Nunca fomos muito católicos, mas o desespero de perder nosso único filho era muito mais forte. O padre Robert, logo chegou a nossa humilde casa. Assim que entrou disse sentir algo estranho na casa. Imaginei que algo estava errado. Mesmo sendo uma pessoa cética até então, comecei a rezar e pedir que Deus ajudasse meu pobre filho.

O padre foi andando pela casa quando parou na entrada do quarto. Ele estava com uma aparência de puro pavor. Disse que não conseguia entrar no quarto porque havia ali algo que impedia a presença dele. Ficou por alguns segundos olhando para Jimmy que dormia abraçado a Tom então virou e foi em direção à saída.

Eu nunca havia visto um padre com tanto medo. Obviamente me voltou a mente a ideia de que aquele gato era o causador de tanto sofrimento.

Despedi-me do padre e me dirigi diretamente à cama de Jimmy. Nesse momento tive certeza que aquele gato carregava algo de maligno com ele. Assim que o segurei, ele começou a se contorcer tentando me arranhar e morder. Até parecia saber o que eu pretendia fazer.

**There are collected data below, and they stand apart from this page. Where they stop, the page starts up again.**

//! ui::prompts
//!
//! Yes/no questions on the terminal.
//!
//! Without a terminal a prompt fails with [`PromptError::NotInteractive`] and
//! the caller decides what silence means. Advisory questions treat it as
//! consent; anything that would touch uncommitted work treats it as refusal.
//!
//! The engine asks through the [`Prompter`] trait so tests can script
//! answers.

use thiserror::Error;

#[derive(Debug, Error)]
pub enum PromptError {
    #[error("not in interactive mode")]
    NotInteractive,

    #[error("cannot read answer: {0}")]
    IoError(String),
}

/// Something that can ask the user a yes/no question.
pub trait Prompter {
    /// Ask `message`, offering `default`.
    ///
    /// Returns `Ok(true)` if the user confirms, `Ok(false)` if they decline.
    fn confirm(&self, message: &str, default: bool) -> Result<bool, PromptError>;
}

/// Prompts on the controlling terminal using dialoguer.
#[derive(Debug, Clone, Copy)]
pub struct TerminalPrompter {
    interactive: bool,
}

impl TerminalPrompter {
    /// Create a prompter; `interactive == false` makes every prompt fail with
    /// [`PromptError::NotInteractive`].
    pub fn new(interactive: bool) -> Self {
        Self { interactive }
    }
}

impl Prompter for TerminalPrompter {
    fn confirm(&self, message: &str, default: bool) -> Result<bool, PromptError> {
        if !self.interactive {
            return Err(PromptError::NotInteractive);
        }
        dialoguer::Confirm::new()
            .with_prompt(message)
            .default(default)
            .interact()
            .map_err(|e| PromptError::IoError(e.to_string()))
    }
}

Mesmo com suas garras sendo cravadas em minha pele, não o soltei, pelo contrário, o segurei firme para que não fugisse e o carreguei para a clareira, local onde eu o havia encontrado. Quando chegamos à frente do deposito, Tom conseguiu atingir meu olho direito com suas garras. Instantaneamente senti uma dor excruciante enquanto um líquido quente escorria pelo meu rosto. Eu sabia que havia perdido um olho.

Mal conseguindo enxergar, peguei o machado que utilizava para cortar lenha, e desferi um potente golpe na cabeça de Tom. Ainda não sei como tive coragem para fazer isso, afinal eu gostava dele. Foi mesmo o ato de um pai desesperado que tentaria de tudo para que seu filho ficasse bem.

Peguei então o corpo decapitado do gato para dar-lhe um fim mais digno, porém não consegui encontrar sua cabeça. Não estava em local nenhum. Resignado acendi uma fogueira e queimei o corpo decepado daquele que havia sido o Tom.

Retornei para casa, e ao chegar, foi com imenso alivio que percebi que Jimmy estava em pé ao lado de Maureen conversando sobre algum assunto que não pude apreender. Ao chegar, dei um apertado abraço nele, e ao contemplar o rosto de Maureen pude ver que ela não entendia o que havia acontecido.

Ao ser perguntado por Jimmy sobre o Tom, dei um significativo olhar para Maureen e disse que ele havia fugido. Ela então compreendeu o porquê do sangue no meu rosto. Para Jimmy expliquei que havia me ferido ao cortar árvores algumas horas antes.

Nossa vida parecia estar voltando à normalidade. Jimmy se recuperara totalmente e já voltava a apresentar a mesma energia de outrora. Retomei meu oficio de lenhador e a paz parecia estar finalmente nos alcançando. Porém, como viria a perceber depois, meu sofrimento estava apenas começando.

Uma semana depois de todos esses acontecimentos aqui narrados, acordei no meio da noite com uns barulhos estranhos no teto da casa, parecia que havia algo andando no telhado. Levantei-me e quando sai de casa, senti um arrepio percorrer toda extensão do meu corpo ao ouvir uns miados agudos, típicos do Tom.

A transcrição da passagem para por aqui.